Serializing in a single attribute
Simple user preferences for your Rails app is a blog post describing how to do this.
Edit a serialized hash in a form? describes how to edit such a hash in a form.
A helpful trick is to make the form from OpenStruct.new(@user.preferences)
hash to automatically make accessor methods for each hash attribute.
DYE/has_serialized - GitHub lets you treat those attributes in the serialized hash as attributes on the (user) model.
Preferences in a separate table
Best practice to store user settings? has some tips. Below are some libs including two from another answer by @hopeless.
- rails-settings manages a table of key/value pairs like a Hash stored in you database, using simple ActiveRecord like methods for manipulation. You can store any kind of object: Strings, numbers, arrays, or any object which can be noted as YAML. (Tested with Rails 3.1 and newer including Rails 4.x and Rails 5.x)
- Preference-fu is good for simple boolean preferences, uses a single column for multiple preferences.(last updated 2009)
- Preferences is more flexible, uses a separate table, some nice syntactic sugar. (last updated 2011)

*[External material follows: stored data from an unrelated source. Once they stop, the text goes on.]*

use anyhow::{Result, bail};
use log::trace;

use crate::structs::ac3::{self, Ac3Header, Eac3Header};
use crate::structs::adts::{self, AdtsHeader};
use crate::structs::codec::{Codec, FrameInfo};
use crate::structs::mpeg::{self, MpegHeader};
use crate::utils::bitstream_io::BsIoSliceReader;
use crate::utils::decode_buffer::DecodeBuffer;
use crate::utils::errors::HeaderError;

/// Bytes a fast check looks at. The decode buffer pad guarantees they are
/// readable at every offset.
pub const FAST_CHECK_LEN: usize = 3;

/// Sync word families recognized by [`fast_check`].
#[derive(Debug, Clone, Copy, PartialEq, Eq)]
pub enum SyncFamily {
    Mpeg,
    /// AC-3 and E-AC-3 share one sync word.
    Ac3,
    Adts,
}

/// Outcome of a full header check at one offset.
#[derive(Debug, Clone, Copy, PartialEq, Eq)]
pub enum Detection {
    /// Header decoded; `frame_size` is the full frame length, which may
    /// exceed the bytes available.
    Header(FrameInfo),
    /// A sync word matched but the header is not fully buffered yet.
    Incomplete(Codec),
}

/// Result of a resynchronization scan over the whole buffer.
#[derive(Debug, Clone, Copy, PartialEq, Eq)]
pub struct ScanResult {
    /// Garbage bytes in front of the reported frame.
    pub skipped: usize,
    /// The frame found at `skipped`, with `frame_size == 0` when it is
    /// incomplete, or [`FrameInfo::INVALID`].
    pub info: FrameInfo,
}

#[inline(always)]
pub fn fast_check(p: &[u8]) -> Option<SyncFamily> {
    if mpeg::fast_check(p) {
        Some(SyncFamily::Mpeg)
    } else if ac3::fast_check(p) {
        Some(SyncFamily::Ac3)
    } else if adts::fast_check(p) {
        Some(SyncFamily::Adts)
    } else {
        None
    }
}

/// Runs the fast check and, if it passes, the full header check.
///
/// `p` must extend at least [`FAST_CHECK_LEN`] bytes past `available`
/// (zero padding); only the first `available` bytes are treated as data.
pub fn detect(p: &[u8], available: usize, max_frame_size: usize) -> Result<Option<Detection>> {
    let Some(family) = fast_check(p) else {
        return Ok(None);
    };

    let data = &p[..available.min(p.len())];

    let (codec, header_len) = match family {
        SyncFamily::Mpeg => (Codec::Mpeg, mpeg::HEADER_LEN),
        SyncFamily::Adts => (Codec::Aac, adts::HEADER_LEN),
        SyncFamily::Ac3 => match ac3::bsid(data) {
            None => return Ok(Some(Detection::Incomplete(Codec::Ac3))),
            Some(bsid) if bsid <= ac3::MAX_AC3_BSID => (Codec::Ac3, ac3::AC3_HEADER_LEN),
            Some(bsid) if bsid <= ac3::MAX_EAC3_BSID => (Codec::Eac3, ac3::EAC3_HEADER_LEN),
            Some(bsid) => bail!(HeaderError::UnsupportedBsid(bsid)),
        },
    };

    if data.len() < header_len {
        return Ok(Some(Detection::Incomplete(codec)));
    }

    let reader = &mut BsIoSliceReader::from_slice(data);
    let info = match codec {
        Codec::Mpeg => MpegHeader::read(reader)?.frame_info(),
        Codec::Ac3 => Ac3Header::read(reader)?.frame_info(),
        Codec::Eac3 => Eac3Header::read(reader)?.frame_info(),
        _ => AdtsHeader::read(reader)?.frame_info(),
    };

    if info.frame_size > max_frame_size {
        bail!(HeaderError::FrameExceedsCapacity {
            size: info.frame_size,
            capacity: max_frame_size,
        });
    }

    Ok(Some(Detection::Header(info)))
}

/// Locates the first frame in `buffer`, walking one byte at a time.
///
/// A decoded header is accepted when any sync word follows right after the
/// frame, or when too few bytes follow the frame to look (optimistic accept
/// near the end of the buffered data). The buffer is not modified; the caller
/// drops `skipped` bytes.
pub fn scan(buffer: &DecodeBuffer, max_frame_size: usize) -> ScanResult {
    let size = buffer.len();

    for offset in 0..size {
        let available = size - offset;
        let p = buffer.padded_from(offset);

        match detect(p, available, max_frame_size) {
            Ok(None) => {}
            Ok(Some(Detection::Incomplete(codec))) => {
                return ScanResult {
                    skipped: offset,
                    info: FrameInfo {
                        codec,
                        ..FrameInfo::INVALID
                    },
                };
            }
            Ok(Some(Detection::Header(info))) => {
                let next = info.frame_size;
                let confirmed =
                    available < next + FAST_CHECK_LEN || fast_check(&p[next..]).is_some();

                if confirmed {
                    let frame_size = if available < next { 0 } else { next };
                    return ScanResult {
                        skipped: offset,
                        info: FrameInfo { frame_size, ..info },
                    };
                }

                trace!("No sync after {} frame at offset {offset}", info.codec);
            }
            Err(e) => trace!("Rejected header at offset {offset}: {e}"),
        }
    }

    // The last byte may be the first half of a sync word.
    ScanResult {
        skipped: size.saturating_sub(1),
        info: FrameInfo::INVALID,
    }
}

- HasEasy stores the data in a vertical table, but allows you to add validations, pre/post storage processing, types, etc. (Last updated 2008)

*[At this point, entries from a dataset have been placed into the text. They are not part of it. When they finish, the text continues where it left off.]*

//! Utility functions and supporting infrastructure.
//!
//! Provides the padded decode buffer, bitstream I/O for header parsing,
//! output slot pooling and error types.

pub mod bitstream_io;
pub mod buffer_pool;
pub mod decode_buffer;
pub mod errors;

You can also try using metaprogramming:
Practical Metaprogramming with Ruby: Storing Preferences
An improved version of the first approach can be had if you're on PostgreSQL 9.2/3+ and Rails 4+. You can use store_accessor
to store preferences in a PostgreSQL hstore column with support for validations and querying.
class User
store_accessor :preferences, :receive_newsletter
validates :receive_newsletter, presence: true
end
user.receive_newsletter => 'true'
User.where("preferences->'receive_newsletter' = 'true'")
See http://mikecoutermarsh.com/using-hstore-with-rails-4/ for more details (migrations) and a special note on handling booleans.
Approach 2
You can add preferences, without cluttering up the user table
There are some Rails plugins to handle this usecase:
- Preference-fu (good for simple
boolean preferences, uses a single column for multiple preferences)
- Preferences
(more flexible, uses a separate table, some nice syntactic sugar)
I'd approach 2 because it is cleaner and easier to update. You will be able to add more preferences as complex as you want.
It will be a bit slower since you have a join to do, but it'll be worth it
In 2016, I would back Option 2.
Why?
User settings tend to become a core piece of every application. If they are retrieved on every request, you’re now making an extra query with each request. Using a separate table makes sense when you have to have individual columns for each setting. But since we’re using jsonb, that’s not an issue. It’s just a single column.